Note 3: The 90th percentile waiting time refers to the number of days between the date when a patient is diagnosed with cancer after pathological examination and the date when the patient receives his/her first treatment. The waiting time of 90 per cent of such cases is shorter than the value indicated.

     As for patients with other types of cancer, the HA does not have relevant statistics on the waiting time for their first treatment.

(5) As the major provider of publicly-funded public healthcare services in Hong Kong, the HA attaches great importance to the provision of appropriate care for all patients, while ensuring an equitable access to and effective use of public resources in the public interest. The HA has an established mechanism to regularly evaluate new drugs and review its Drug Formulary (HADF). In the evaluation process, the HA follows such core values as evidence-based medical practice, rational use of public resources, targeted subsidy, opportunity cost and facilitation of patients' choice, and takes into account the safety, efficacy and cost-effectiveness of drugs and other relevant factors, including international recommendations and practices, advance in technology, disease state, patient compliance, quality of life, actual experience in the use of drugs, and the views of professionals and patient groups.

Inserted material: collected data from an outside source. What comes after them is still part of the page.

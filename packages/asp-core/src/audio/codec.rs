//! μ-law / A-law / linear PCM transcoding and sample-rate conversion (§4.1).
//!
//! Telephony legs speak 8 kHz mono in one of three encodings; the
//! conversation pipeline's providers speak 16 kHz mono linear PCM. A
//! [`CodecAdapter`] sits on the media-server side of the wire and converts
//! in both directions, resampling 8 kHz <-> 16 kHz with simple linear
//! interpolation (no external resampling crate pulled in for one cheap,
//! well-understood ratio).

use bytes::Bytes;

use super::framing::Reframer;
use super::{AudioFormat, Encoding};
use crate::error::{AspError, AspResult};

const BIAS: i16 = 0x84;
const CLIP: i16 = 32_635;

/// μ-law and A-law codecs, decoded to/from 16-bit linear PCM.
///
/// This is the same shape as a transcoder: one encode direction, one decode
/// direction, operating on whole frames.
pub trait Codec: Send + Sync {
    /// Decodes telephony-codec bytes to 16-bit linear PCM samples.
    fn decode(&self, input: &[u8]) -> Vec<i16>;

    /// Encodes 16-bit linear PCM samples to telephony-codec bytes.
    fn encode(&self, samples: &[i16]) -> Bytes;
}

/// Linear PCM passthrough: samples are already in the target representation.
pub struct PcmCodec;

impl Codec for PcmCodec {
    fn decode(&self, input: &[u8]) -> Vec<i16> {
        input
            .chunks_exact(2)
            .map(|b| i16::from_le_bytes([b[0], b[1]]))
            .collect()
    }

    fn encode(&self, samples: &[i16]) -> Bytes {
        let mut out = Vec::with_capacity(samples.len() * 2);
        for s in samples {
            out.extend_from_slice(&s.to_le_bytes());
        }
        Bytes::from(out)
    }
}

/// ITU-T G.711 μ-law codec.
pub struct MulawCodec;

impl Codec for MulawCodec {
    fn decode(&self, input: &[u8]) -> Vec<i16> {
        input.iter().map(|&b| mulaw_to_linear(b)).collect()
    }

    fn encode(&self, samples: &[i16]) -> Bytes {
        Bytes::from(samples.iter().map(|&s| linear_to_mulaw(s)).collect::<Vec<u8>>())
    }
}

/// ITU-T G.711 A-law codec.
pub struct AlawCodec;

impl Codec for AlawCodec {
    fn decode(&self, input: &[u8]) -> Vec<i16> {
        input.iter().map(|&b| alaw_to_linear(b)).collect()
    }

    fn encode(&self, samples: &[i16]) -> Bytes {
        Bytes::from(samples.iter().map(|&s| linear_to_alaw(s)).collect::<Vec<u8>>())
    }
}

fn codec_for(encoding: Encoding) -> Box<dyn Codec> {
    match encoding {
        Encoding::PcmS16le => Box::new(PcmCodec),
        Encoding::Mulaw => Box::new(MulawCodec),
        Encoding::Alaw => Box::new(AlawCodec),
    }
}

/// Converts frames between a telephony [`AudioFormat`] and the agent's
/// 16 kHz linear PCM format, resampling as needed.
///
/// One `CodecAdapter` is constructed per session's negotiated telephony
/// format and reused for every frame in that session (§4.1, §5).
pub struct CodecAdapter {
    telephony: AudioFormat,
    agent: AudioFormat,
    telephony_codec: Box<dyn Codec>,
    reframer: Reframer,
}

impl CodecAdapter {
    pub fn new(telephony: AudioFormat) -> Self {
        let agent = AudioFormat::agent_pcm(telephony.frame_ms);
        Self {
            telephony_codec: codec_for(telephony.encoding),
            reframer: Reframer::new(telephony.frame_bytes()),
            telephony,
            agent,
        }
    }

    /// Buffers an arbitrary-sized chunk of raw telephony bytes and returns
    /// every frame now complete at the adapter's negotiated frame size; a
    /// trailing partial frame stays buffered for the next call. Two
    /// `CodecAdapter`s (and so two framing buffers) never share a stream.
    pub fn reframe(&mut self, chunk: &[u8]) -> Vec<Bytes> {
        self.reframer.push(chunk);
        self.reframer.drain_frames()
    }

    pub fn agent_format(&self) -> AudioFormat {
        self.agent
    }

    pub fn telephony_format(&self) -> AudioFormat {
        self.telephony
    }

    /// Decodes an inbound telephony frame and resamples it to 16 kHz PCM
    /// bytes for the STT provider.
    pub fn to_agent(&self, telephony_frame: &[u8]) -> AspResult<Bytes> {
        if telephony_frame.len() != self.telephony.frame_bytes() {
            return Err(AspError::FrameMisaligned(format!(
                "expected {} bytes, got {}",
                self.telephony.frame_bytes(),
                telephony_frame.len()
            )));
        }
        let samples = self.telephony_codec.decode(telephony_frame);
        let resampled = resample(&samples, self.telephony.sample_rate, self.agent.sample_rate);
        Ok(PcmCodec.encode(&resampled))
    }

    /// Resamples a 16 kHz PCM frame from the TTS provider down to the
    /// telephony rate and encodes it for the outbound wire.
    pub fn from_agent(&self, agent_pcm_frame: &[u8]) -> AspResult<Bytes> {
        if agent_pcm_frame.len() != self.agent.frame_bytes() {
            return Err(AspError::FrameMisaligned(format!(
                "expected {} bytes, got {}",
                self.agent.frame_bytes(),
                agent_pcm_frame.len()
            )));
        }
        let samples = PcmCodec.decode(agent_pcm_frame);
        let resampled = resample(&samples, self.agent.sample_rate, self.telephony.sample_rate);
        Ok(self.telephony_codec.encode(&resampled))
    }
}

/// Linear-interpolation resampler. Adequate for the single 8kHz<->16kHz
/// ratio ASP needs; not a general-purpose resampler.
fn resample(samples: &[i16], from_rate: u32, to_rate: u32) -> Vec<i16> {
    if from_rate == to_rate || samples.is_empty() {
        return samples.to_vec();
    }
    let ratio = to_rate as f64 / from_rate as f64;
    let out_len = ((samples.len() as f64) * ratio).round() as usize;
    let mut out = Vec::with_capacity(out_len);
    for i in 0..out_len {
        let src_pos = i as f64 / ratio;
        let idx = src_pos.floor() as usize;
        let frac = src_pos - idx as f64;
        let a = samples[idx.min(samples.len() - 1)] as f64;
        let b = samples[(idx + 1).min(samples.len() - 1)] as f64;
        out.push((a + (b - a) * frac).round() as i16);
    }
    out
}

fn mulaw_to_linear(u_val: u8) -> i16 {
    let u_val = !u_val;
    let t = (((u_val & 0x0F) as i16) << 3) + BIAS;
    let t = t << ((u_val & 0x70) >> 4);
    if u_val & 0x80 != 0 {
        BIAS - t
    } else {
        t - BIAS
    }
}

fn linear_to_mulaw(pcm: i16) -> u8 {
    let sign = if pcm < 0 { 0x80u8 } else { 0 };
    let mut magnitude = if pcm < 0 { -(pcm as i32) } else { pcm as i32 } as i16;
    magnitude = magnitude.saturating_add(BIAS).min(CLIP);

    let mut exponent: i16 = 7;
    let mut mask: i16 = 0x4000;
    while exponent > 0 && magnitude & mask == 0 {
        exponent -= 1;
        mask >>= 1;
    }
    let mantissa = (magnitude >> (exponent + 3)) & 0x0F;
    !(sign | ((exponent as u8) << 4) | mantissa as u8)
}

fn alaw_to_linear(a_val: u8) -> i16 {
    let a_val = a_val ^ 0x55;
    let sign = a_val & 0x80;
    let exponent = (a_val & 0x70) >> 4;
    let mantissa = (a_val & 0x0F) as i16;

    let mut sample = if exponent == 0 {
        (mantissa << 4) + 8
    } else {
        ((mantissa << 4) + 0x108) << (exponent - 1)
    };
    if sign == 0 {
        sample = -sample;
    }
    sample
}

fn linear_to_alaw(pcm: i16) -> u8 {
    let sign = if pcm >= 0 { 0x80u8 } else { 0 };
    let magnitude = if pcm >= 0 { pcm } else { (-(pcm as i32)).min(i16::MAX as i32) as i16 };
    let magnitude = magnitude.min(CLIP) >> 3;

    let (exponent, mantissa) = if magnitude > 0x0F {
        let mut exp: i16 = 1;
        let mut m = magnitude;
        while m > 0x1F && exp < 7 {
            m >>= 1;
            exp += 1;
        }
        (exp, (m >> 1) & 0x0F)
    } else {
        (0, magnitude & 0x0F)
    };

    (sign | ((exponent as u8) << 4) | mantissa as u8) ^ 0x55
}

#[cfg(test)]
mod tests {
    use super::*;

    #[test]
    fn mulaw_round_trip_is_lossy_but_close() {
        for pcm in [-10_000i16, -500, 0, 500, 10_000, 30_000] {
            let encoded = linear_to_mulaw(pcm);
            let decoded = mulaw_to_linear(encoded);
            assert!(
                (decoded as i32 - pcm as i32).abs() < 512,
                "pcm={pcm} decoded={decoded}"
            );
        }
    }

    #[test]
    fn alaw_round_trip_is_lossy_but_close() {
        for pcm in [-10_000i16, -500, 0, 500, 10_000, 30_000] {
            let encoded = linear_to_alaw(pcm);
            let decoded = alaw_to_linear(encoded);
            assert!(
                (decoded as i32 - pcm as i32).abs() < 512,
                "pcm={pcm} decoded={decoded}"
            );
        }
    }

    #[test]
    fn resample_upsamples_8k_to_16k() {
        let samples = vec![0i16, 100, 200, 300];
        let out = resample(&samples, 8_000, 16_000);
        assert_eq!(out.len(), 8);
    }

    #[test]
    fn resample_downsamples_16k_to_8k() {
        let samples = vec![0i16; 320];
        let out = resample(&samples, 16_000, 8_000);
        assert_eq!(out.len(), 160);
    }

    #[test]
    fn adapter_rejects_misaligned_frame() {
        let adapter = CodecAdapter::new(AudioFormat::new(8_000, Encoding::PcmS16le, 20));
        let err = adapter.to_agent(&[0u8; 10]).unwrap_err();
        assert!(matches!(err, AspError::FrameMisaligned(_)));
    }

    #[test]
    fn adapter_round_trips_pcm_frame_sizes() {
        let adapter = CodecAdapter::new(AudioFormat::new(8_000, Encoding::PcmS16le, 20));
        let telephony_frame = vec![0u8; adapter.telephony_format().frame_bytes()];
        let agent_bytes = adapter.to_agent(&telephony_frame).unwrap();
        assert_eq!(agent_bytes.len(), adapter.agent_format().frame_bytes());

        let back = adapter.from_agent(&agent_bytes).unwrap();
        assert_eq!(back.len(), adapter.telephony_format().frame_bytes());
    }

    #[test]
    fn adapter_round_trips_mulaw_frame_sizes() {
        let adapter = CodecAdapter::new(AudioFormat::new(8_000, Encoding::Mulaw, 20));
        let telephony_frame = vec![0xFFu8; adapter.telephony_format().frame_bytes()];
        let agent_bytes = adapter.to_agent(&telephony_frame).unwrap();
        assert_eq!(agent_bytes.len(), adapter.agent_format().frame_bytes());

        let back = adapter.from_agent(&agent_bytes).unwrap();
        assert_eq!(back.len(), adapter.telephony_format().frame_bytes());
    }

    #[test]
    fn reframe_concatenates_back_to_original_up_to_trailing_partial() {
        let mut adapter = CodecAdapter::new(AudioFormat::new(8_000, Encoding::PcmS16le, 20));
        let frame_bytes = adapter.telephony_format().frame_bytes();
        let stream: Vec<u8> = (0..(frame_bytes * 3 + frame_bytes / 2) as u32)
            .map(|i| (i % 251) as u8)
            .collect();

        // Deliver the stream in irregular chunks, as a real capture path
        // would, not aligned to the frame boundary.
        let mut emitted = Vec::new();
        for chunk in stream.chunks(37) {
            emitted.extend(adapter.reframe(chunk));
        }

        assert_eq!(emitted.len(), 3);
        let reconstructed: Vec<u8> = emitted.iter().flat_map(|f| f.to_vec()).collect();
        assert_eq!(&reconstructed[..], &stream[..frame_bytes * 3]);
    }
}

     The Government and the HA understand the financial pressure and burden on cancer patients, as well as the latter's strong aspiration for listing certain new drugs on the HADF and including self-financed items (SFIs) in the subsidy scope of the safety net. Since 2018, the HA has increased the frequency of the prioritisation exercise for including SFIs in the safety net from once to twice a year, so as to shorten the lead time for introducing suitable new drugs to the safety net. The HA will keep abreast of the latest development of clinical treatment and scientific evidence, listen to the views and suggestions of patient groups, and continue to include suitable drugs in the safety net under the established mechanism to benefit more patients in need.